The plaintiff believed that the three projects that the tax bureau considered as evading taxes are defined by incomes that greatly mismatch with their costs. The Second Tax Inspection Bureau verified the income of the Boya Garden project as 1,107,716.00 yuan and its costs as nil. That goes against common sense. Income from the Three Shadows and Upper House projects was 14,716,008.36 yuan, the confirmed cost was nearly 1,047,349.39 yuan and the rate of profit was 92.88 per cent.

The costs were ridiculously low because the public security and tax organs jointly and deliberately concealed evidence of costs. For example, it has already been proved that Three Shadows, upon requests from the public security organ, presented it with receipts for expenditure of 3,738,551.06 yuan for materials used in the project. However, the total cost for all three projects that the tax organ received from the public security organ was only 1,047,349.39
yuan, less than a third of the cost for one project. Through this kind of deliberate selection of evidence, the profits of the projects were artificially enhanced to frame the company.

3. Conclusion

When one looks at the overall progress of the case, it is clearly an erroneous lawsuit. How could it have proceeded so smoothly? Because all the processes had already been arranged. The tax law-enforcement organ, the administrative review organ, the judicial court or representative lawyer were all following a set course. Administrative surveillance, independent trial and lawyer participation had no opportunity to exercise their rightful functions.
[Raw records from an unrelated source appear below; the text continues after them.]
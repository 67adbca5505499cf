use std::{error, fmt::Display, path::Path};

use anyhow::Result;

const CRT_WIDTH: usize = 40;
const CRT_HEIGHT: usize = 6;

#[derive(Debug)]
pub enum Error {
    InvalidInstructionText(String),
}

impl Display for Error {
    fn fmt(&self, f: &mut std::fmt::Formatter<'_>) -> std::fmt::Result {
        match self {
            Error::InvalidInstructionText(s) => write!(
                f,
                "Invalid text({}) for instruction, expect \"noop\" or \"addx <value>\".",
                s
            ),
        }
    }
}

impl error::Error for Error {}

#[derive(Debug, Clone, Copy, PartialEq, Eq)]
pub enum Instruction {
    Noop,
    AddX(i64),
}

impl TryFrom<&str> for Instruction {
    type Error = Error;

    fn try_from(value: &str) -> std::result::Result<Self, Self::Error> {
        let invalid = || Error::InvalidInstructionText(value.to_string());
        let mut words = value.split_ascii_whitespace();
        match (words.next(), words.next(), words.next()) {
            (Some("noop"), None, None) => Ok(Instruction::Noop),
            (Some("addx"), Some(v), None) => {
                v.parse::<i64>().map(Instruction::AddX).map_err(|_| invalid())
            }
            _ => Err(invalid()),
        }
    }
}

impl Instruction {
    pub fn cycles(&self) -> usize {
        match self {
            Instruction::Noop => 1,
            Instruction::AddX(_) => 2,
        }
    }
}

/// Value of register X during every cycle, the first cycle at index 0.
///
/// The value after the last instruction completes is kept as one extra cycle.
pub fn register_trace(program: &[Instruction]) -> Vec<i64> {
    let mut x = 1;
    let mut trace = Vec::with_capacity(program.len() * 2 + 1);
    for inst in program {
        trace.extend(std::iter::repeat(x).take(inst.cycles()));
        if let Instruction::AddX(v) = inst {
            x += v;
        }
    }
    trace.push(x);

    trace
}

/// Sum of `cycle * X` at cycles 20, 60, 100, 140, 180 and 220.
pub fn signal_strength_sum(trace: &[i64]) -> i64 {
    (20..=220)
        .step_by(40)
        .filter_map(|cycle: usize| {
            trace
                .get(cycle - 1)
                .map(|x| i64::try_from(cycle).unwrap() * x)
        })
        .sum()
}

/// Draws the CRT, a pixel is lit when the 3-wide sprite centered at X covers it.
pub fn render(trace: &[i64]) -> String {
    (0..CRT_HEIGHT)
        .map(|r| {
            (0..CRT_WIDTH)
                .map(|c| {
                    let lit = trace
                        .get(r * CRT_WIDTH + c)
                        .is_some_and(|x| (i64::try_from(c).unwrap() - x).abs() <= 1);
                    if lit {
                        '#'
                    } else {
                        '.'
                    }
                })
                .collect::<String>()
        })
        .collect::<Vec<_>>()
        .join("\n")
}

pub fn read_program<P: AsRef<Path>>(path: P) -> Result<Vec<Instruction>> {
    toolkit::input::parse_lines(path, |s| Instruction::try_from(s))
}

pub fn part_one(input_path: &Path) -> Result<i64> {
    Ok(signal_strength_sum(&register_trace(&read_program(
        input_path,
    )?)))
}

pub fn part_two(input_path: &Path) -> Result<String> {
    Ok(render(&register_trace(&read_program(input_path)?)))
}

#[cfg(test)]
mod tests {
    use super::*;

    #[test]
    fn small_program_trace() {
        let program = ["noop", "addx 3", "addx -5"]
            .into_iter()
            .map(|s| Instruction::try_from(s).unwrap())
            .collect::<Vec<_>>();
        assert_eq!(register_trace(&program), vec![1, 1, 1, 4, 4, -1]);
    }

    #[test]
    fn unknown_instructions_are_rejected() {
        assert!(Instruction::try_from("mulx 3").is_err());
        assert!(Instruction::try_from("addx").is_err());
        assert!(Instruction::try_from("noop 1").is_err());
    }

    #[test]
    fn short_trace_leaves_pixels_dark() {
        let picture = render(&[1, 1]);
        let rows = picture.lines().collect::<Vec<_>>();
        assert_eq!(rows.len(), 6);
        assert!(rows[0].starts_with("##."));
        assert!(rows[1].chars().all(|c| c == '.'));
    }
}
use anyhow::Result;

fn main() -> Result<()> {
    toolkit::cli::run(day13::part_one, day13::part_two)
}
use std::{error, fmt::Display, path::Path};

use anyhow::Result;
use int_enum::IntEnum;

#[derive(Debug)]
pub enum Error {
    InvalidRoundText(String),
    InvalidShapeLetter(char),
    InvalidOutcomeLetter(char),
}

impl Display for Error {
    fn fmt(&self, f: &mut std::fmt::Formatter<'_>) -> std::fmt::Result {
        match self {
            Error::InvalidRoundText(s) => write!(
                f,
                "Invalid text({}) for round, expect two letters separated by a space.",
                s
            ),
            Error::InvalidShapeLetter(c) => write!(f, "Invalid letter({}) for shape.", c),
            Error::InvalidOutcomeLetter(c) => write!(f, "Invalid letter({}) for outcome.", c),
        }
    }
}

impl error::Error for Error {}

#[repr(u8)]
#[derive(Debug, Clone, Copy, PartialEq, Eq, IntEnum)]
pub enum Shape {
    Rock = 0,
    Paper = 1,
    Scissors = 2,
}

impl TryFrom<char> for Shape {
    type Error = Error;

    fn try_from(value: char) -> std::result::Result<Self, Self::Error> {
        match value {
            'A' | 'X' => Ok(Shape::Rock),
            'B' | 'Y' => Ok(Shape::Paper),
            'C' | 'Z' => Ok(Shape::Scissors),
            _ => Err(Error::InvalidShapeLetter(value)),
        }
    }
}

impl Shape {
    pub fn score(&self) -> u64 {
        u64::from(u8::from(*self)) + 1
    }

    /// The shape this one defeats.
    pub fn defeats(&self) -> Shape {
        Shape::try_from((u8::from(*self) + 2) % 3).unwrap()
    }

    /// The shape that defeats this one.
    pub fn defeated_by(&self) -> Shape {
        Shape::try_from((u8::from(*self) + 1) % 3).unwrap()
    }
}

#[derive(Debug, Clone, Copy, PartialEq, Eq)]
pub enum Outcome {
    Loss,
    Draw,
    Win,
}

impl TryFrom<char> for Outcome {
    type Error = Error;

    fn try_from(value: char) -> std::result::Result<Self, Self::Error> {
        match value {
            'X' => Ok(Outcome::Loss),
            'Y' => Ok(Outcome::Draw),
            'Z' => Ok(Outcome::Win),
            _ => Err(Error::InvalidOutcomeLetter(value)),
        }
    }
}

impl Outcome {
    pub fn of(opponent: Shape, mine: Shape) -> Self {
        if mine == opponent {
            Outcome::Draw
        } else if mine.defeats() == opponent {
            Outcome::Win
        } else {
            Outcome::Loss
        }
    }

    pub fn score(&self) -> u64 {
        match self {
            Outcome::Loss => 0,
            Outcome::Draw => 3,
            Outcome::Win => 6,
        }
    }

    /// The shape to throw against `opponent` to end with this outcome.
    pub fn shape_against(&self, opponent: Shape) -> Shape {
        match self {
            Outcome::Loss => opponent.defeats(),
            Outcome::Draw => opponent,
            Outcome::Win => opponent.defeated_by(),
        }
    }
}

/// The two letters of a strategy guide line, interpreted later.
#[derive(Debug, Clone, Copy)]
pub struct Round {
    left: char,
    right: char,
}

impl TryFrom<&str> for Round {
    type Error = Error;

    fn try_from(value: &str) -> std::result::Result<Self, Self::Error> {
        let mut letters = value.split_ascii_whitespace();
        match (letters.next(), letters.next(), letters.next()) {
            (Some(left), Some(right), None) if left.len() == 1 && right.len() == 1 => Ok(Self {
                left: left.chars().next().unwrap(),
                right: right.chars().next().unwrap(),
            }),
            _ => Err(Error::InvalidRoundText(value.to_string())),
        }
    }
}

impl Round {
    fn opponent(&self) -> Result<Shape, Error> {
        Shape::try_from(self.left).and_then(|shape| match self.left {
            'A'..='C' => Ok(shape),
            _ => Err(Error::InvalidShapeLetter(self.left)),
        })
    }

    /// Score when the right letter names the shape to throw.
    pub fn score_as_shape(&self) -> Result<u64, Error> {
        let opponent = self.opponent()?;
        let mine = Shape::try_from(self.right)?;
        Ok(mine.score() + Outcome::of(opponent, mine).score())
    }

    /// Score when the right letter names the outcome to reach.
    pub fn score_as_outcome(&self) -> Result<u64, Error> {
        let opponent = self.opponent()?;
        let outcome = Outcome::try_from(self.right)?;
        Ok(outcome.shape_against(opponent).score() + outcome.score())
    }
}

pub fn read_rounds<P: AsRef<Path>>(path: P) -> Result<Vec<Round>> {
    toolkit::input::parse_lines(path, |s| Round::try_from(s))
}

pub fn part_one(input_path: &Path) -> Result<u64> {
    read_rounds(input_path)?
        .iter()
        .map(|round| round.score_as_shape().map_err(anyhow::Error::from))
        .sum()
}

pub fn part_two(input_path: &Path) -> Result<u64> {
    read_rounds(input_path)?
        .iter()
        .map(|round| round.score_as_outcome().map_err(anyhow::Error::from))
        .sum()
}

#[cfg(test)]
mod tests {
    use super::*;

    #[test]
    fn shapes_cycle() {
        assert_eq!(Shape::Rock.defeats(), Shape::Scissors);
        assert_eq!(Shape::Scissors.defeats(), Shape::Paper);
        assert_eq!(Shape::Paper.defeated_by(), Shape::Scissors);
        assert_eq!(Outcome::of(Shape::Paper, Shape::Rock), Outcome::Loss);
    }

    #[test]
    fn round_scores() {
        let round = Round::try_from("C Z").unwrap();
        assert_eq!(round.score_as_shape().unwrap(), 6);
        assert_eq!(round.score_as_outcome().unwrap(), 7);
        assert!(Round::try_from("X A").unwrap().score_as_shape().is_err());
        assert!(Round::try_from("A").is_err());
    }
}
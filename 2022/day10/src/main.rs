use anyhow::Result;

fn main() -> Result<()> {
    toolkit::cli::run(day10::part_one, day10::part_two)
}
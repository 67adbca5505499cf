use std::fmt::Display;

use tracing::trace;

/// Closed integer range `[lo, hi]`.
#[derive(Debug, Clone, Copy, PartialEq, Eq, Hash)]
pub struct Interval {
    lo: i64,
    hi: i64,
}

impl Display for Interval {
    fn fmt(&self, f: &mut std::fmt::Formatter<'_>) -> std::fmt::Result {
        write!(f, "[{}, {}]", self.lo, self.hi)
    }
}

impl Interval {
    pub fn new(lo: i64, hi: i64) -> Option<Self> {
        if lo <= hi {
            Some(Self { lo, hi })
        } else {
            None
        }
    }

    pub fn lo(&self) -> i64 {
        self.lo
    }

    pub fn hi(&self) -> i64 {
        self.hi
    }

    /// Count of integer points in the interval.
    pub fn len(&self) -> u64 {
        self.hi.abs_diff(self.lo) + 1
    }

    pub fn contains_point(&self, point: i64) -> bool {
        self.lo <= point && point <= self.hi
    }

    pub fn contains(&self, other: &Interval) -> bool {
        self.lo <= other.lo && other.hi <= self.hi
    }

    pub fn overlaps(&self, other: &Interval) -> bool {
        self.lo <= other.hi && other.lo <= self.hi
    }
}

/// Merges intervals into a sorted set where no two of them overlap.
///
/// Two intervals merge when the later one starts at or before the end of the running
/// one, so `[1, 3]` and `[3, 6]` become `[1, 6]` while `[1, 3]` and `[4, 6]` stay apart.
pub fn reduce<I: IntoIterator<Item = Interval>>(intervals: I) -> Vec<Interval> {
    let mut intervals = intervals.into_iter().collect::<Vec<_>>();
    intervals.sort_unstable_by_key(|interval| interval.lo);

    let mut reduced = Vec::new();
    let mut cur_interval: Option<Interval> = None;
    for next in intervals {
        if let Some(last) = cur_interval.as_mut() {
            if last.contains(&next) {
                continue;
            }

            if next.lo <= last.hi {
                last.hi = last.hi.max(next.hi);
                trace!("Combined {} into {}.", next, last);
                continue;
            }

            trace!("Added {} to reduced intervals.", last);
            reduced.push(*last);
        }
        cur_interval = Some(next);
    }
    reduced.extend(cur_interval);

    reduced
}

/// Total points covered by an already reduced set.
pub fn covered_len(reduced: &[Interval]) -> u64 {
    reduced.iter().map(Interval::len).sum()
}
use anyhow::Result;

fn main() -> Result<()> {
    toolkit::cli::run(day7::part_one, day7::part_two)
}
Tax cases such as that of Fake are ubiquitous in China. Unjust cases of sanctioning a party through tax means are also common. Most of the affected parties choose to remain silent in exchange for a reduction of the penalty by the tax organisation.

Fake used all means to fight its case, exposing illegality at each stage. This is unprecedented. The wish is that, through the heavy price paid by Fake, through the price for freedom paid by a person who doesn’t believe in following trends and who dares to speak the truth, we can make progress in China’s law enforcement.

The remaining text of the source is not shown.